-- THE RECORDS follows --

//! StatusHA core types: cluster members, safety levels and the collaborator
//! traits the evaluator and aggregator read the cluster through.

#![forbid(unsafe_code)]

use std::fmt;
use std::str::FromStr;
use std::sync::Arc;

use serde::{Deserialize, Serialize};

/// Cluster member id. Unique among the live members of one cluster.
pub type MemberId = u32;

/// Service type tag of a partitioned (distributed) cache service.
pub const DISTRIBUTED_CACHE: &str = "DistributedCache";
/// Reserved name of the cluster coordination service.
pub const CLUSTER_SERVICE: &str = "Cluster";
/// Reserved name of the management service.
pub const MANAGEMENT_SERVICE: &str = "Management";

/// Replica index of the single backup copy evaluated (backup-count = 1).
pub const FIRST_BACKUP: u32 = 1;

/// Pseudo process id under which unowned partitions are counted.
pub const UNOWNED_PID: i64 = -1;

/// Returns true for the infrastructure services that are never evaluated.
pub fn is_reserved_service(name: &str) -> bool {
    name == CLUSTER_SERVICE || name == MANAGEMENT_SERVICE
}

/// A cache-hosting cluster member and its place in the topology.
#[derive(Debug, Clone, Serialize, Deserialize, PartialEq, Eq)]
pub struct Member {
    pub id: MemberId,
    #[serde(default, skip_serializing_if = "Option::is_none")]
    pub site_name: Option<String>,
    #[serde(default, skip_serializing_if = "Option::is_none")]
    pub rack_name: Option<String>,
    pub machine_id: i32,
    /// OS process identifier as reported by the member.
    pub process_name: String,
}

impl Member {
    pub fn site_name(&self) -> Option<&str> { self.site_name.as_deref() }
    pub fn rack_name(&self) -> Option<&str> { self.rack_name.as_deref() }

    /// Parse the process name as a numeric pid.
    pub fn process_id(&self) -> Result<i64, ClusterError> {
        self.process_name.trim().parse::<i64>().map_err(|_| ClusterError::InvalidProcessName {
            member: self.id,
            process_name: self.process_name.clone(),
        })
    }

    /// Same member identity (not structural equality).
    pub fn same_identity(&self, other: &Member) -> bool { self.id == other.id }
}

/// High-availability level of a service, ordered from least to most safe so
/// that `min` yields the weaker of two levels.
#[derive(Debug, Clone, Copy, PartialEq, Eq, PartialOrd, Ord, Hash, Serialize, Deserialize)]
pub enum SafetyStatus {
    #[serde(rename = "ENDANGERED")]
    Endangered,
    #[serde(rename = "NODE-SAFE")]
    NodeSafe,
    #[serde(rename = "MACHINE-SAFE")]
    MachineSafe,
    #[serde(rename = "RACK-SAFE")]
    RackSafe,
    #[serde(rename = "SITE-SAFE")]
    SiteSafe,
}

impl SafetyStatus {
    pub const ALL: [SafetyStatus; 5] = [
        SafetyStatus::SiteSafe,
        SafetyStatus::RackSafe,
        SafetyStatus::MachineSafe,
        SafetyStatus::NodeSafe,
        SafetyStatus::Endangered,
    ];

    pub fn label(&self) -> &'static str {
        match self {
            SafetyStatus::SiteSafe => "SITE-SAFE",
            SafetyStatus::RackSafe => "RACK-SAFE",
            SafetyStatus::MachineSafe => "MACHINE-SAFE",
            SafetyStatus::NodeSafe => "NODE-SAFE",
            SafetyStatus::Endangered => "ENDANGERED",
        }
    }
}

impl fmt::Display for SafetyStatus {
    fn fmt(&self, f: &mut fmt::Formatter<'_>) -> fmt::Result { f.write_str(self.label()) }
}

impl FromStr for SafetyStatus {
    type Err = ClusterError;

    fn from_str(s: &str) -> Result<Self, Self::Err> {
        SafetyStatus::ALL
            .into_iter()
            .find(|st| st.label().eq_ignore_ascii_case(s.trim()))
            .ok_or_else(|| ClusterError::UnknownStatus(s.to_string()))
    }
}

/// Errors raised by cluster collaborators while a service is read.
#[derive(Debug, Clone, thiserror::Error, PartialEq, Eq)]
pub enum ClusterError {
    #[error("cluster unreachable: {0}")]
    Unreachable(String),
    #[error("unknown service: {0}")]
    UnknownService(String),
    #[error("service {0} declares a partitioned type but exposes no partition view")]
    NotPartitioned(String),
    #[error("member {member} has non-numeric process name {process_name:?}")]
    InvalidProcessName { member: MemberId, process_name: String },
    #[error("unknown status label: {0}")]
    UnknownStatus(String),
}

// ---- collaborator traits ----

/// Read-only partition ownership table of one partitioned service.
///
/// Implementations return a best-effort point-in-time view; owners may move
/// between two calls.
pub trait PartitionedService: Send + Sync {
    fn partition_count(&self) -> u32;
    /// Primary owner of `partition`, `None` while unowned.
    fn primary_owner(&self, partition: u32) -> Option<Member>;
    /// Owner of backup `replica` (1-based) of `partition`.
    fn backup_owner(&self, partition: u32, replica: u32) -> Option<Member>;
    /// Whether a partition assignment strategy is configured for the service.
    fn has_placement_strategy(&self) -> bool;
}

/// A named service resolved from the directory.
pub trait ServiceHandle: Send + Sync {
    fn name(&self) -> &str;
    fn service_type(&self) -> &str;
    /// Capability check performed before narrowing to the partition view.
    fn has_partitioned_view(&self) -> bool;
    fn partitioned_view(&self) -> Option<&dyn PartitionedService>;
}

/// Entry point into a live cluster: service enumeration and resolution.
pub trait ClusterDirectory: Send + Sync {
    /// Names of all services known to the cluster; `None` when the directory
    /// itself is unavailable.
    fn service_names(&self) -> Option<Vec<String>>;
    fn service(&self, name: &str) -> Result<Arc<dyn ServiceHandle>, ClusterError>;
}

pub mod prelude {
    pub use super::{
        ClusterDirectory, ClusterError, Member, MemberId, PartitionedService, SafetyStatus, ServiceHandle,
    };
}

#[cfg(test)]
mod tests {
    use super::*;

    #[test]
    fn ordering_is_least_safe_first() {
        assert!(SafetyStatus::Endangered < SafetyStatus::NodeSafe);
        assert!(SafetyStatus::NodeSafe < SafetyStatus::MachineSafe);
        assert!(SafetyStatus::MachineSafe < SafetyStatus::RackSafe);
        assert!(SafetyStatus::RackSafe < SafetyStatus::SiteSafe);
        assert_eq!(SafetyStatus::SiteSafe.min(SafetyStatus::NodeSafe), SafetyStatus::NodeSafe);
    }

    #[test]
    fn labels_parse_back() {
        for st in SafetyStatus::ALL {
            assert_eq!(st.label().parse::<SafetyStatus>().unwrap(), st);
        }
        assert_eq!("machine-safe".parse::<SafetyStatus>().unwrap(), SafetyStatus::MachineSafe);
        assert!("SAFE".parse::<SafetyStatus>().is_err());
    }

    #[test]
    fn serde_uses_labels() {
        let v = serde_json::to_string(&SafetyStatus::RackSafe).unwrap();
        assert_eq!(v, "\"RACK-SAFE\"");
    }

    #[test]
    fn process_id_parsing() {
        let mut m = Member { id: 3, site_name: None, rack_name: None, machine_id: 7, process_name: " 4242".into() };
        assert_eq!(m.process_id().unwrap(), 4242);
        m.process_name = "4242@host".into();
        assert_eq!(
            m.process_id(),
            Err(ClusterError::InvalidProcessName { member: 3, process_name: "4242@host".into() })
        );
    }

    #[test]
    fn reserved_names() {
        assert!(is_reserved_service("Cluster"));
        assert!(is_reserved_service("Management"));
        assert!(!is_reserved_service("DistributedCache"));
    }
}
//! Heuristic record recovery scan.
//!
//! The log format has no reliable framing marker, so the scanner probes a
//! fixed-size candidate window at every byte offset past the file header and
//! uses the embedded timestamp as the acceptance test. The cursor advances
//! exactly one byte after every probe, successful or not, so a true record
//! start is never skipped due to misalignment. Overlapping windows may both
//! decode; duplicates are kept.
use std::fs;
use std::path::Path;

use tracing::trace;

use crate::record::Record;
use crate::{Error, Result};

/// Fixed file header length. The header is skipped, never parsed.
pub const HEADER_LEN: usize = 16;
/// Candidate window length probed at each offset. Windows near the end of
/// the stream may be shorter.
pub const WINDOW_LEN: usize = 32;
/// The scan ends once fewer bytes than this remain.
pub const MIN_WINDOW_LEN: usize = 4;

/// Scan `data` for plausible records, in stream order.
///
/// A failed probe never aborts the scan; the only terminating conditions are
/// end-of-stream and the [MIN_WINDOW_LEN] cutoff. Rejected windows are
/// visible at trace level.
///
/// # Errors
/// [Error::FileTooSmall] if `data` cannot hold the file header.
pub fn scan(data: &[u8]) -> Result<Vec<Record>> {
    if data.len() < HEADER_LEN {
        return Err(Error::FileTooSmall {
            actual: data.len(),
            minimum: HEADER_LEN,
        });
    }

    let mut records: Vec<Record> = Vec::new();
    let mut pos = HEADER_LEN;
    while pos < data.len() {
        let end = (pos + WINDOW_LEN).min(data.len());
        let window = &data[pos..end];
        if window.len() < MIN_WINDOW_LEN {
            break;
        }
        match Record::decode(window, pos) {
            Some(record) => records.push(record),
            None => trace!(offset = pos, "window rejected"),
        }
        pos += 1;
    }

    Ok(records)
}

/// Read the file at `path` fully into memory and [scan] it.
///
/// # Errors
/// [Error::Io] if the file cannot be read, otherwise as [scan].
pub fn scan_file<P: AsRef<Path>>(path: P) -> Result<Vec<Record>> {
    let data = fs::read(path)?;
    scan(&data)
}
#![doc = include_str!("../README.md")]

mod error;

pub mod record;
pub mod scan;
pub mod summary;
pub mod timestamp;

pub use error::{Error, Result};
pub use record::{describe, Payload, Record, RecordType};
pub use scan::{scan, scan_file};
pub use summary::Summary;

-- THE RECORDS concluded --

Determine how many lines of the listing hold the word "MemberId", then write only that number.

**REPLY TO THE TASK:** 4